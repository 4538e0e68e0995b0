/// Database models for the User Service
///
/// - `user`: Registered accounts and credential lookups

pub mod user;
/// Playlist endpoints
///
/// # Endpoints
///
/// - `POST /playlists` - Create a playlist
/// - `GET /playlists` - List playlists, optionally by owner
/// - `GET /playlists/{id}` - Fetch one playlist
/// - `POST /playlists/{id}/songs` - Append a song
/// - `DELETE /playlists/{id}/songs/{song_id}` - Remove a song
/// - `DELETE /playlists/{id}` - Delete a playlist
///
/// Owners and songs are checked against the User and Music services before
/// any write (see [`crate::references`]).

use crate::{
    app::AppState,
    models::playlist::{CreatePlaylist, Playlist, SongChange},
};
use axum::{
    extract::State,
    http::StatusCode,
    Json,
};
use serde::{Deserialize, Serialize};
use std::collections::HashSet;
use tracing::{info, warn};
use tunestack_shared::{
    error::{ApiError, ApiResult, ErrorResponse, ValidationErrorDetail},
    http::{
        extract::{AppJson, AppPath, AppQuery},
        MessageResponse,
    },
    pagination::ListParams,
};
use utoipa::{IntoParams, ToSchema};
use validator::Validate;

/// `GET /playlists` query parameters
#[derive(Debug, Default, Deserialize, IntoParams)]
#[into_params(parameter_in = Query)]
pub struct PlaylistListParams {
    /// Only playlists owned by this user
    pub owner_id: Option<i64>,

    /// Maximum number of rows to return
    pub limit: Option<i64>,

    /// Number of rows to skip
    pub offset: Option<i64>,
}

/// Add song request
#[derive(Debug, Serialize, Deserialize, ToSchema)]
pub struct AddSongRequest {
    /// Music Service song ID
    pub song_id: i64,
}

/// Create a playlist
///
/// # Endpoint
///
/// ```text
/// POST /playlists
/// Content-Type: application/json
///
/// {
///   "name": "Road trip",
///   "owner_id": 1,
///   "is_public": true,
///   "song_ids": [3, 1]
/// }
/// ```
///
/// # Errors
///
/// - `404 Not Found`: Owner or one of the songs doesn't exist
/// - `422 Unprocessable Entity`: Validation failed or a song is listed twice
/// - `503 Service Unavailable`: User or Music service unreachable
#[utoipa::path(
    post,
    path = "/playlists",
    tag = "playlists",
    request_body = CreatePlaylist,
    responses(
        (status = 201, description = "Playlist created", body = Playlist),
        (status = 404, description = "Owner or song not found", body = ErrorResponse),
        (status = 422, description = "Validation failed", body = ErrorResponse),
        (status = 503, description = "Reference check unavailable", body = ErrorResponse)
    )
)]
pub async fn create_playlist(
    State(state): State<AppState>,
    AppJson(req): AppJson<CreatePlaylist>,
) -> ApiResult<(StatusCode, Json<Playlist>)> {
    req.validate()?;

    let mut seen = HashSet::new();
    if let Some(repeated) = req.song_ids.iter().find(|id| !seen.insert(**id)) {
        return Err(ApiError::ValidationError(vec![ValidationErrorDetail {
            field: "song_ids".to_string(),
            message: format!("Song {} is listed more than once", repeated),
        }]));
    }

    if !state.references.users.user_exists(req.owner_id).await? {
        warn!(owner_id = req.owner_id, "Playlist rejected: unknown owner");
        return Err(user_not_found(req.owner_id));
    }

    for &song_id in &req.song_ids {
        if !state.references.songs.song_exists(song_id).await? {
            warn!(song_id, "Playlist rejected: unknown song");
            return Err(song_not_found(song_id));
        }
    }

    let playlist = Playlist::create(&state.db, req).await?;

    info!(
        playlist_id = playlist.id,
        owner_id = playlist.owner_id,
        songs = playlist.song_ids.len(),
        "Playlist created"
    );

    Ok((StatusCode::CREATED, Json(playlist)))
}

/// List playlists
#[utoipa::path(
    get,
    path = "/playlists",
    tag = "playlists",
    params(PlaylistListParams),
    responses((status = 200, description = "Playlists in creation order", body = [Playlist]))
)]
pub async fn list_playlists(
    State(state): State<AppState>,
    AppQuery(params): AppQuery<PlaylistListParams>,
) -> ApiResult<Json<Vec<Playlist>>> {
    let page = ListParams {
        limit: params.limit,
        offset: params.offset,
    };
    let playlists = Playlist::list(
        &state.db,
        params.owner_id,
        page.sql_limit(),
        page.sql_offset(),
    )
    .await?;

    Ok(Json(playlists))
}

/// Get a playlist by ID
#[utoipa::path(
    get,
    path = "/playlists/{id}",
    tag = "playlists",
    params(("id" = i64, Path, description = "Playlist ID")),
    responses(
        (status = 200, description = "The playlist", body = Playlist),
        (status = 404, description = "Playlist not found", body = ErrorResponse)
    )
)]
pub async fn get_playlist(
    State(state): State<AppState>,
    AppPath(id): AppPath<i64>,
) -> ApiResult<Json<Playlist>> {
    let playlist = Playlist::find_by_id(&state.db, id)
        .await?
        .ok_or_else(|| playlist_not_found(id))?;

    Ok(Json(playlist))
}

/// Append a song to a playlist
///
/// # Errors
///
/// - `404 Not Found`: Playlist or song doesn't exist
/// - `409 Conflict`: The song is already in the playlist
/// - `503 Service Unavailable`: Music service unreachable
#[utoipa::path(
    post,
    path = "/playlists/{id}/songs",
    tag = "playlists",
    params(("id" = i64, Path, description = "Playlist ID")),
    request_body = AddSongRequest,
    responses(
        (status = 200, description = "Updated playlist", body = Playlist),
        (status = 404, description = "Playlist or song not found", body = ErrorResponse),
        (status = 409, description = "Song already in playlist", body = ErrorResponse),
        (status = 503, description = "Reference check unavailable", body = ErrorResponse)
    )
)]
pub async fn add_song(
    State(state): State<AppState>,
    AppPath(id): AppPath<i64>,
    AppJson(req): AppJson<AddSongRequest>,
) -> ApiResult<Json<Playlist>> {
    if !Playlist::exists(&state.db, id).await? {
        return Err(playlist_not_found(id));
    }

    if !state.references.songs.song_exists(req.song_id).await? {
        return Err(song_not_found(req.song_id));
    }

    match Playlist::add_song(&state.db, id, req.song_id).await? {
        SongChange::Applied(playlist) => {
            info!(playlist_id = id, song_id = req.song_id, "Song added to playlist");
            Ok(Json(playlist))
        }
        SongChange::PlaylistMissing => Err(playlist_not_found(id)),
        SongChange::Unchanged => Err(ApiError::Conflict(format!(
            "Song {} is already in playlist {}",
            req.song_id, id
        ))),
    }
}

/// Remove a song from a playlist
///
/// The remaining songs keep their order.
#[utoipa::path(
    delete,
    path = "/playlists/{id}/songs/{song_id}",
    tag = "playlists",
    params(
        ("id" = i64, Path, description = "Playlist ID"),
        ("song_id" = i64, Path, description = "Song ID")
    ),
    responses(
        (status = 200, description = "Updated playlist", body = Playlist),
        (status = 404, description = "Playlist not found or song not in it", body = ErrorResponse)
    )
)]
pub async fn remove_song(
    State(state): State<AppState>,
    AppPath((id, song_id)): AppPath<(i64, i64)>,
) -> ApiResult<Json<Playlist>> {
    match Playlist::remove_song(&state.db, id, song_id).await? {
        SongChange::Applied(playlist) => {
            info!(playlist_id = id, song_id, "Song removed from playlist");
            Ok(Json(playlist))
        }
        SongChange::PlaylistMissing => Err(playlist_not_found(id)),
        SongChange::Unchanged => Err(ApiError::NotFound(format!(
            "Song {} is not in playlist {}",
            song_id, id
        ))),
    }
}

/// Delete a playlist
#[utoipa::path(
    delete,
    path = "/playlists/{id}",
    tag = "playlists",
    params(("id" = i64, Path, description = "Playlist ID")),
    responses(
        (status = 200, description = "Playlist deleted", body = MessageResponse),
        (status = 404, description = "Playlist not found", body = ErrorResponse)
    )
)]
pub async fn delete_playlist(
    State(state): State<AppState>,
    AppPath(id): AppPath<i64>,
) -> ApiResult<Json<MessageResponse>> {
    if !Playlist::delete(&state.db, id).await? {
        return Err(playlist_not_found(id));
    }

    info!(playlist_id = id, "Playlist deleted");

    Ok(Json(MessageResponse::new(format!(
        "Playlist {} deleted successfully",
        id
    ))))
}

fn playlist_not_found(id: i64) -> ApiError {
    ApiError::NotFound(format!("Playlist {} not found", id))
}

fn user_not_found(id: i64) -> ApiError {
    ApiError::NotFound(format!("User {} not found", id))
}

fn song_not_found(id: i64) -> ApiError {
    ApiError::NotFound(format!("Song {} not found", id))
}
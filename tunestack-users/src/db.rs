/// Database bootstrap for the User Service
///
/// The schema lives in `migrations/` and is embedded into the binary.

use sqlx::{migrate::Migrator, SqlitePool};
use tunestack_shared::{
    config::ServiceConfig,
    db::{migrations, pool},
};

/// Embedded user-service migrations
pub static MIGRATOR: Migrator = sqlx::migrate!("./migrations");

/// Opens the users database and brings its schema up to date
pub async fn connect(config: &ServiceConfig) -> anyhow::Result<SqlitePool> {
    migrations::ensure_database_exists(&config.database.url).await?;
    let db = pool::create_pool(config.pool_config()).await?;
    migrations::run_migrations(&db, &MIGRATOR).await?;
    Ok(db)
}
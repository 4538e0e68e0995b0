/// Application state and router builder

use crate::{docs, routes};
use axum::{extract::FromRef, routing::get, Router};
use sqlx::SqlitePool;
use std::sync::Arc;
use tunestack_shared::{
    config::ServiceConfig,
    http::{
        health::{health_routes, ServiceInfo},
        server::apply_middleware,
    },
};

/// Shared application state
#[derive(Clone, FromRef)]
pub struct AppState {
    /// Music catalog database
    pub db: SqlitePool,

    pub config: Arc<ServiceConfig>,

    pub info: ServiceInfo,
}

impl AppState {
    pub fn new(db: SqlitePool, config: ServiceConfig) -> Self {
        Self {
            db,
            config: Arc::new(config),
            info: ServiceInfo {
                name: "Music Service",
                version: env!("CARGO_PKG_VERSION"),
            },
        }
    }
}

/// Builds the complete router with all routes and middleware
///
/// ```text
/// /
/// ├── GET    /                # Service banner
/// ├── GET    /health          # Health check
/// ├── GET    /docs            # Swagger UI
/// ├── POST   /songs
/// ├── GET    /songs[?artist=]
/// ├── GET    /songs/:id
/// ├── PUT    /songs/:id
/// ├── DELETE /songs/:id
/// ├── POST   /artists
/// ├── GET    /artists
/// ├── GET    /artists/:id
/// ├── DELETE /artists/:id
/// ├── POST   /albums
/// ├── GET    /albums[?artist=]
/// ├── GET    /albums/:id
/// └── DELETE /albums/:id
/// ```
pub fn build_router(state: AppState) -> Router {
    let song_routes = Router::new()
        .route(
            "/songs",
            get(routes::songs::list_songs).post(routes::songs::create_song),
        )
        .route(
            "/songs/:id",
            get(routes::songs::get_song)
                .put(routes::songs::update_song)
                .delete(routes::songs::delete_song),
        );

    let artist_routes = Router::new()
        .route(
            "/artists",
            get(routes::artists::list_artists).post(routes::artists::create_artist),
        )
        .route(
            "/artists/:id",
            get(routes::artists::get_artist).delete(routes::artists::delete_artist),
        );

    let album_routes = Router::new()
        .route(
            "/albums",
            get(routes::albums::list_albums).post(routes::albums::create_album),
        )
        .route(
            "/albums/:id",
            get(routes::albums::get_album).delete(routes::albums::delete_album),
        );

    let router = Router::new()
        .merge(health_routes())
        .merge(song_routes)
        .merge(artist_routes)
        .merge(album_routes)
        .merge(docs::docs_routes())
        .with_state(state.clone());

    apply_middleware(router, &state.config.api)
}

========================

* [What you are asked to do] Lines after the one containing "Fetch one playlist" are left out; every line from the start of the entries through that line is restated word for word.

* [Completed task]
repository 4538e0e68e0995b0
/// Database models for the User Service
///
/// - `user`: Registered accounts and credential lookups

pub mod user;
/// Playlist endpoints
///
/// # Endpoints
///
/// - `POST /playlists` - Create a playlist
/// - `GET /playlists` - List playlists, optionally by owner
/// - `GET /playlists/{id}` - Fetch one playlist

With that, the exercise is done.